» Material for this task
=== Begin Enclosure ===

//! Rate-limited access to the external document source.

mod client;

pub use client::{
    DocumentSource, HttpDocumentSource, RetryConfig, SourceClientConfig, SourceError, SourcePage,
    SourceQuery,
};
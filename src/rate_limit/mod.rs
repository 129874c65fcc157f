//! Token-bucket rate limiting for the source client.
//!
//! A single shared bucket governs all requests to the document source.
//! `acquire` is the only blocking point the limiter exposes: callers wait
//! until enough tokens have refilled, then proceed. Server-signaled
//! throttling (429/Retry-After) is layered on top by the client, which
//! sleeps the server hint before re-acquiring.

use std::sync::Arc;
use std::time::Duration;

use tokio::sync::Mutex;
use tokio::time::Instant;

/// Configuration for the token bucket.
#[derive(Debug, Clone)]
pub struct RateLimitConfig {
    /// Maximum burst size.
    pub capacity: u32,
    /// Tokens added per second.
    pub refill_per_sec: f64,
}

impl Default for RateLimitConfig {
    fn default() -> Self {
        Self {
            capacity: 10,
            refill_per_sec: 2.0,
        }
    }
}

#[derive(Debug)]
struct BucketState {
    tokens: f64,
    last_refill: Instant,
}

/// Shared token bucket. Cloning shares the underlying state.
#[derive(Clone)]
pub struct TokenBucket {
    state: Arc<Mutex<BucketState>>,
    config: RateLimitConfig,
}

impl TokenBucket {
    pub fn new(config: RateLimitConfig) -> Self {
        Self {
            state: Arc::new(Mutex::new(BucketState {
                tokens: config.capacity as f64,
                last_refill: Instant::now(),
            })),
            config,
        }
    }

    /// Block until `n` tokens are available, then consume them.
    ///
    /// Returns the total time spent waiting. Requests for more tokens than
    /// the bucket can hold are clamped to capacity.
    pub async fn acquire(&self, n: u32) -> Duration {
        let need = n.min(self.config.capacity) as f64;
        let start = Instant::now();

        loop {
            let wait = {
                let mut state = self.state.lock().await;
                self.refill(&mut state);
                if state.tokens >= need {
                    state.tokens -= need;
                    return start.elapsed();
                }
                let deficit = need - state.tokens;
                Duration::from_secs_f64(deficit / self.config.refill_per_sec)
            };
            tokio::time::sleep(wait).await;
        }
    }

    /// Consume `n` tokens if immediately available.
    pub async fn try_acquire(&self, n: u32) -> bool {
        let need = n.min(self.config.capacity) as f64;
        let mut state = self.state.lock().await;
        self.refill(&mut state);
        if state.tokens >= need {
            state.tokens -= need;
            true
        } else {
            false
        }
    }

    fn refill(&self, state: &mut BucketState) {
        let now = Instant::now();
        let elapsed = now.duration_since(state.last_refill);
        state.tokens = (state.tokens + elapsed.as_secs_f64() * self.config.refill_per_sec)
            .min(self.config.capacity as f64);
        state.last_refill = now;
    }
}
//! Batch runner: drives paged fetches through a bounded worker pool.
//!
//! A feeder task pulls cursor pages from the source and queues candidate
//! documents; `concurrency` workers call the orchestrator per document and
//! report outcomes over a channel. Aggregation happens in one place with
//! plain counters, so completion order never matters. No single failing
//! document aborts the batch; a failed page fetch does, since nothing more
//! can be retrieved.

use std::sync::Arc;

use thiserror::Error;
use tokio::sync::{mpsc, watch, Mutex};

use crate::models::CandidateDocument;
use crate::source::{DocumentSource, SourceError, SourceQuery};

use super::orchestrator::{Orchestrator, ProcessOptions, ProcessOutcome};
use super::report::{BatchRunReport, ErrorKind, ReportedError};

/// Options for one batch run.
#[derive(Debug, Clone)]
pub struct RunOptions {
    pub concurrency: usize,
    /// Stop dispatching after this many candidates (None = source exhausted).
    pub max_documents: Option<usize>,
    pub page_size: usize,
    pub force: bool,
    pub strict: bool,
}

impl Default for RunOptions {
    fn default() -> Self {
        Self {
            concurrency: 4,
            max_documents: None,
            page_size: 50,
            force: false,
            strict: false,
        }
    }
}

/// Progress events emitted during a batch run.
#[derive(Debug, Clone)]
pub enum BatchEvent {
    PageFetched {
        page: u64,
        candidates: usize,
    },
    DocumentStored {
        source_id: String,
        is_new: bool,
    },
    DocumentSkipped {
        source_id: String,
    },
    DocumentFailed {
        source_id: String,
        error: String,
    },
    SourceExhausted,
    Cancelled,
}

#[derive(Debug, Error)]
pub enum BatchError {
    /// The very first page fetch failed: nothing was retrievable, so there
    /// is no partial report to return.
    #[error("source unreachable: {0}")]
    SourceUnreachable(#[from] SourceError),
}

/// Internal message from feeder/workers to the aggregator.
enum Outcome {
    Page {
        candidates: usize,
    },
    Processed {
        outcome: ProcessOutcome,
        forced: bool,
    },
    DocumentError {
        source_id: String,
        kind: ErrorKind,
        detail: String,
    },
    PageError {
        cursor: Option<String>,
        detail: String,
    },
}

/// Drives one bounded-concurrency batch over the document source.
pub struct BatchRunner {
    source: Arc<dyn DocumentSource>,
    orchestrator: Arc<Orchestrator>,
}

impl BatchRunner {
    pub fn new(source: Arc<dyn DocumentSource>, orchestrator: Arc<Orchestrator>) -> Self {
        Self {
            source,
            orchestrator,
        }
    }

    /// Run a batch to completion (or cancellation) and return its report.
    ///
    /// Returns an error only when the source is unreachable from the very
    /// first page; any later failure is folded into the report.
    pub async fn run(
        &self,
        query: SourceQuery,
        opts: RunOptions,
        cancel: watch::Receiver<bool>,
        event_tx: Option<mpsc::Sender<BatchEvent>>,
    ) -> Result<BatchRunReport, BatchError> {
        let concurrency = opts.concurrency.max(1);

        // Probe the first page up front so an unreachable source is a
        // top-level error rather than an empty report.
        let first_page = self
            .source
            .fetch_page(&query, None, opts.page_size)
            .await?;

        let (doc_tx, doc_rx) = mpsc::channel::<CandidateDocument>(concurrency * 2);
        let doc_rx = Arc::new(Mutex::new(doc_rx));
        let (outcome_tx, mut outcome_rx) = mpsc::channel::<Outcome>(concurrency * 2);

        // Feeder: queue the first page, then follow cursors.
        let feeder = tokio::spawn(feed_pages(
            self.source.clone(),
            query,
            opts.clone(),
            first_page,
            doc_tx,
            outcome_tx.clone(),
            cancel.clone(),
            event_tx.clone(),
        ));

        // Bounded worker pool.
        let process_opts = ProcessOptions {
            force: opts.force,
            strict: opts.strict,
        };
        let mut workers = Vec::with_capacity(concurrency);
        for _ in 0..concurrency {
            let orchestrator = self.orchestrator.clone();
            let doc_rx = doc_rx.clone();
            let outcome_tx = outcome_tx.clone();
            let cancel = cancel.clone();
            let event_tx = event_tx.clone();

            workers.push(tokio::spawn(async move {
                loop {
                    if *cancel.borrow() {
                        break;
                    }

                    let candidate = {
                        let mut rx = doc_rx.lock().await;
                        rx.recv().await
                    };
                    let Some(candidate) = candidate else {
                        break;
                    };
                    let source_id = candidate.source_id.clone();

                    match orchestrator
                        .process_cancellable(candidate, process_opts, Some(&cancel))
                        .await
                    {
                        Ok(ProcessOutcome::Interrupted) => break,
                        Ok(outcome) => {
                            if let Some(tx) = &event_tx {
                                let event = match &outcome {
                                    ProcessOutcome::Stored { is_new, .. } => {
                                        BatchEvent::DocumentStored {
                                            source_id: source_id.clone(),
                                            is_new: *is_new,
                                        }
                                    }
                                    ProcessOutcome::SkippedDuplicate { .. } => {
                                        BatchEvent::DocumentSkipped {
                                            source_id: source_id.clone(),
                                        }
                                    }
                                    ProcessOutcome::Interrupted => unreachable!(),
                                };
                                let _ = tx.send(event).await;
                            }
                            let _ = outcome_tx
                                .send(Outcome::Processed {
                                    outcome,
                                    forced: process_opts.force,
                                })
                                .await;
                        }
                        Err(e) => {
                            tracing::warn!("document {} failed: {}", source_id, e);
                            if let Some(tx) = &event_tx {
                                let _ = tx
                                    .send(BatchEvent::DocumentFailed {
                                        source_id: source_id.clone(),
                                        error: e.to_string(),
                                    })
                                    .await;
                            }
                            let _ = outcome_tx
                                .send(Outcome::DocumentError {
                                    source_id,
                                    kind: e.kind(),
                                    detail: e.to_string(),
                                })
                                .await;
                        }
                    }
                }
            }));
        }

        // The aggregator owns the only remaining sender clone; drop it so
        // the channel closes once feeder and workers are done.
        drop(outcome_tx);

        let mut report = BatchRunReport::new();
        while let Some(outcome) = outcome_rx.recv().await {
            match outcome {
                Outcome::Page { candidates } => report.record_page(candidates),
                Outcome::Processed { outcome, forced } => match outcome {
                    ProcessOutcome::Stored { document, is_new } => {
                        report.record_stored(&document, is_new, forced)
                    }
                    ProcessOutcome::SkippedDuplicate { .. } => report.record_duplicate(),
                    // Abandoned mid-enrichment on cancellation; counted
                    // nowhere, the report's cancelled flag tells the story.
                    ProcessOutcome::Interrupted => {}
                },
                Outcome::DocumentError {
                    source_id,
                    kind,
                    detail,
                } => report.record_error(ReportedError {
                    kind,
                    document_id: Some(source_id),
                    cursor: None,
                    detail,
                }),
                Outcome::PageError { cursor, detail } => report.record_error(ReportedError {
                    kind: ErrorKind::SourceFetch,
                    document_id: None,
                    cursor,
                    detail,
                }),
            }
        }

        let _ = feeder.await;
        for worker in workers {
            let _ = worker.await;
        }

        report.cancelled = *cancel.borrow();
        if report.cancelled {
            if let Some(tx) = &event_tx {
                let _ = tx.send(BatchEvent::Cancelled).await;
            }
        }
        report.finalize();
        Ok(report)
    }
}
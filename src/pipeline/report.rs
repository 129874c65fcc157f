//! Batch run report: aggregate statistics for one batch runner invocation.
//!
//! All aggregation is simple commutative counters, so concurrent completion
//! order never affects the final report.

use std::collections::BTreeMap;

use serde::Serialize;

use crate::models::{EnrichedDocument, StageStatus};

/// Error taxonomy used for report counters.
#[derive(Debug, Clone, Copy, PartialEq, Eq, PartialOrd, Ord, Serialize)]
#[serde(rename_all = "snake_case")]
pub enum ErrorKind {
    /// Unidentifiable document; cannot be deduplicated.
    Fingerprint,
    /// Page fetch failed after retries; aborts the batch.
    SourceFetch,
    /// Storage write failed for one document.
    Storage,
    /// Expected stage failed while running in strict mode.
    StrictQuality,
}

impl ErrorKind {
    pub fn as_str(&self) -> &'static str {
        match self {
            Self::Fingerprint => "fingerprint",
            Self::SourceFetch => "source_fetch",
            Self::Storage => "storage",
            Self::StrictQuality => "strict_quality",
        }
    }
}

/// Per-stage success/failure/skip counts across the batch.
#[derive(Debug, Clone, Copy, Default, Serialize)]
pub struct StageStats {
    pub succeeded: u64,
    pub failed: u64,
    pub skipped: u64,
}

/// One recorded fatal error, with enough identifiers to chase it down.
#[derive(Debug, Clone, Serialize)]
pub struct ReportedError {
    pub kind: ErrorKind,
    /// Source document id, when the error is per-document.
    pub document_id: Option<String>,
    /// Pagination cursor, when the error is per-page.
    pub cursor: Option<String>,
    pub detail: String,
}

/// Aggregate of one batch runner invocation.
#[derive(Debug, Default, Serialize)]
pub struct BatchRunReport {
    /// Candidates seen from the source.
    pub total_candidates: u64,
    pub pages_fetched: u64,
    /// Documents stored for the first time.
    pub new_documents: u64,
    /// Existing documents overwritten under force.
    pub updated_documents: u64,
    /// Documents skipped because an identical fingerprint was stored.
    pub duplicates: u64,
    /// Documents that hit a fatal per-document error.
    pub failed_documents: u64,
    pub stage_stats: BTreeMap<String, StageStats>,
    /// Counts keyed by `ErrorKind::as_str`.
    pub error_counts: BTreeMap<String, u64>,
    pub errors: Vec<ReportedError>,
    pub average_completeness: f64,
    /// Set when the run was cut short by a cancellation signal.
    pub cancelled: bool,

    #[serde(skip)]
    completeness_sum: f64,
    #[serde(skip)]
    scored_documents: u64,
}

impl BatchRunReport {
    pub fn new() -> Self {
        Self::default()
    }

    pub fn record_page(&mut self, candidates: usize) {
        self.pages_fetched += 1;
        self.total_candidates += candidates as u64;
    }

    /// Record a document that went through enrichment and storage.
    pub fn record_stored(&mut self, document: &EnrichedDocument, is_new: bool, forced: bool) {
        if is_new {
            self.new_documents += 1;
        } else if forced {
            self.updated_documents += 1;
        } else {
            // Lost the storage race to a concurrent worker; the stored row
            // exists, which is all the dedup guarantee promises.
            self.duplicates += 1;
        }

        self.completeness_sum += document.completeness;
        self.scored_documents += 1;

        for result in &document.stage_results {
            let stats = self
                .stage_stats
                .entry(result.stage_name.clone())
                .or_default();
            match result.status {
                StageStatus::Succeeded => stats.succeeded += 1,
                StageStatus::Failed => stats.failed += 1,
                StageStatus::Skipped => stats.skipped += 1,
            }
        }
    }

    /// Record a document skipped before enrichment as a duplicate.
    pub fn record_duplicate(&mut self) {
        self.duplicates += 1;
    }

    /// Record a fatal per-document or per-page error.
    pub fn record_error(&mut self, error: ReportedError) {
        self.failed_documents += u64::from(error.document_id.is_some());
        *self
            .error_counts
            .entry(error.kind.as_str().to_string())
            .or_default() += 1;
        self.errors.push(error);
    }

    /// Finalize derived values. Call once, after all outcomes are recorded.
    pub fn finalize(&mut self) {
        self.average_completeness = if self.scored_documents > 0 {
            self.completeness_sum / self.scored_documents as f64
        } else {
            0.0
        };
    }
}
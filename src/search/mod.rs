//! Downstream search index push.
//!
//! The index receives finalized documents after storage, fire-and-forget:
//! a push failure is logged and retried on its own schedule, never fed back
//! into the pipeline outcome.

use std::time::Duration;

use async_trait::async_trait;
use reqwest::Client;
use thiserror::Error;
use url::Url;

use crate::models::EnrichedDocument;

#[derive(Debug, Error)]
pub enum SearchError {
    #[error("http error: {0}")]
    Http(#[from] reqwest::Error),
    #[error("index rejected document: HTTP {0}")]
    Rejected(u16),
    #[error("invalid index url: {0}")]
    Url(#[from] url::ParseError),
}

#[async_trait]
pub trait SearchIndex: Send + Sync {
    async fn push(&self, document: &EnrichedDocument) -> Result<(), SearchError>;
}

/// Index client that drops everything. Used when no index is configured.
pub struct NullSearchIndex;

#[async_trait]
impl SearchIndex for NullSearchIndex {
    async fn push(&self, _document: &EnrichedDocument) -> Result<(), SearchError> {
        Ok(())
    }
}

/// HTTP bulk-index client with a small bounded retry of its own.
pub struct HttpSearchIndex {
    client: Client,
    endpoint: Url,
    max_attempts: u32,
}

impl HttpSearchIndex {
    pub fn new(endpoint: &str, timeout: Duration, max_attempts: u32) -> Result<Self, SearchError> {
        let client = Client::builder()
            .user_agent(concat!("lexingest/", env!("CARGO_PKG_VERSION")))
            .timeout(timeout)
            .build()?;
        Ok(Self {
            client,
            endpoint: Url::parse(endpoint)?,
            max_attempts: max_attempts.max(1),
        })
    }
}

#[async_trait]
impl SearchIndex for HttpSearchIndex {
    async fn push(&self, document: &EnrichedDocument) -> Result<(), SearchError> {
        let mut last: Option<SearchError> = None;

        for attempt in 0..self.max_attempts {
            if attempt > 0 {
                tokio::time::sleep(Duration::from_millis(250 << attempt)).await;
            }

            let result = self
                .client
                .post(self.endpoint.clone())
                .json(document)
                .send()
                .await;

            match result {
                Ok(response) if response.status().is_success() => return Ok(()),
                Ok(response) => last = Some(SearchError::Rejected(response.status().as_u16())),
                Err(e) => last = Some(SearchError::Http(e)),
            }
        }

        Err(last.expect("at least one attempt"))
    }
}
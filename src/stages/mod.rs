//! Enrichment stage interface and the static stage registry.
//!
//! Stages run in a fixed, explicit order decided at startup. Each stage
//! declares the field keys it owns and whether it is expected for a given
//! document type; the expected set forms the completeness denominator.

mod builtin;
mod provider;

pub use builtin::{KeywordAggregationStage, MetadataCarryStage, ProviderStage};
pub use provider::{EnrichmentProvider, NullProvider, ProviderContext, ProviderError};

use std::collections::BTreeSet;
use std::sync::Arc;
use std::time::Duration;

use async_trait::async_trait;
use serde_json::{Map, Value};
use thiserror::Error;

use crate::models::{DocumentType, WorkingDocument};

#[derive(Debug, Error)]
pub enum StageError {
    #[error("stage timed out after {0:?}")]
    Timeout(Duration),
    #[error("provider error: {0}")]
    Provider(#[from] ProviderError),
    #[error("{0}")]
    Other(String),
}

/// What a stage hands back to the orchestrator.
///
/// The orchestrator wraps this into a `StageResult` with timing, and merges
/// produced fields into the working document.
#[derive(Debug)]
pub enum StageOutput {
    /// Stage ran and produced these fields (possibly none).
    Fields(Map<String, Value>),
    /// Required input was absent; the stage did not run.
    Skipped,
}

/// One independent enhancement pass over a document.
#[async_trait]
pub trait Stage: Send + Sync {
    fn name(&self) -> &str;

    /// Field keys this stage owns. Its output is restricted to these keys,
    /// so it can never clobber fields owned by other stages.
    fn owned_fields(&self) -> &[&str];

    /// Whether this stage is expected to succeed for the given type.
    fn is_expected(&self, document_type: DocumentType) -> bool;

    /// Apply the stage. A stage failure is recorded, never raised past the
    /// orchestrator; downstream stages still run.
    async fn apply(&self, doc: &WorkingDocument) -> Result<StageOutput, StageError>;
}

/// Fixed, ordered list of stages. Built once at startup; changing the order
/// is a deployment-time decision.
pub struct StageRegistry {
    stages: Vec<Arc<dyn Stage>>,
}

/// Providers backing the standard stage sequence. Each defaults to a
/// `NullProvider` so the pipeline runs (producing nothing) until the real
/// collaborator is registered.
pub struct ProviderSet {
    pub court_resolution: Arc<dyn EnrichmentProvider>,
    pub citation_extraction: Arc<dyn EnrichmentProvider>,
    pub citation_validation: Arc<dyn EnrichmentProvider>,
    pub reporter_normalization: Arc<dyn EnrichmentProvider>,
    pub judge_enhancement: Arc<dyn EnrichmentProvider>,
    pub structure_analysis: Arc<dyn EnrichmentProvider>,
    pub keyword_extraction: Arc<dyn EnrichmentProvider>,
}

impl Default for ProviderSet {
    fn default() -> Self {
        Self {
            court_resolution: Arc::new(NullProvider::new("court-resolution")),
            citation_extraction: Arc::new(NullProvider::new("citation-extraction")),
            citation_validation: Arc::new(NullProvider::new("citation-validation")),
            reporter_normalization: Arc::new(NullProvider::new("reporter-normalization")),
            judge_enhancement: Arc::new(NullProvider::new("judge-enhancement")),
            structure_analysis: Arc::new(NullProvider::new("structure-analysis")),
            keyword_extraction: Arc::new(NullProvider::new("keyword-extraction")),
        }
    }
}

impl StageRegistry {
    /// Build a registry from an explicit ordered list.
    pub fn new(stages: Vec<Arc<dyn Stage>>) -> Self {
        Self { stages }
    }

    /// The standard stage order for court documents.
    pub fn standard(providers: ProviderSet) -> Self {
        Self::new(vec![
            Arc::new(ProviderStage::court_resolution(providers.court_resolution)),
            Arc::new(ProviderStage::citation_extraction(
                providers.citation_extraction,
            )),
            Arc::new(ProviderStage::citation_validation(
                providers.citation_validation,
            )),
            Arc::new(ProviderStage::reporter_normalization(
                providers.reporter_normalization,
            )),
            Arc::new(ProviderStage::judge_enhancement(providers.judge_enhancement)),
            Arc::new(ProviderStage::structure_analysis(
                providers.structure_analysis,
            )),
            Arc::new(ProviderStage::keyword_extraction(
                providers.keyword_extraction,
            )),
            Arc::new(MetadataCarryStage::default()),
            Arc::new(KeywordAggregationStage),
        ])
    }

    pub fn iter(&self) -> impl Iterator<Item = &Arc<dyn Stage>> {
        self.stages.iter()
    }

    pub fn len(&self) -> usize {
        self.stages.len()
    }

    pub fn is_empty(&self) -> bool {
        self.stages.is_empty()
    }

    /// Names of stages expected for the given document type.
    pub fn expected_for(&self, document_type: DocumentType) -> BTreeSet<String> {
        self.stages
            .iter()
            .filter(|s| s.is_expected(document_type))
            .map(|s| s.name().to_string())
            .collect()
    }
}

=== End Enclosure ===

» Your objective
From the preceding records, count the lines where "super" occurs and reply with the number only.

» Answer space
2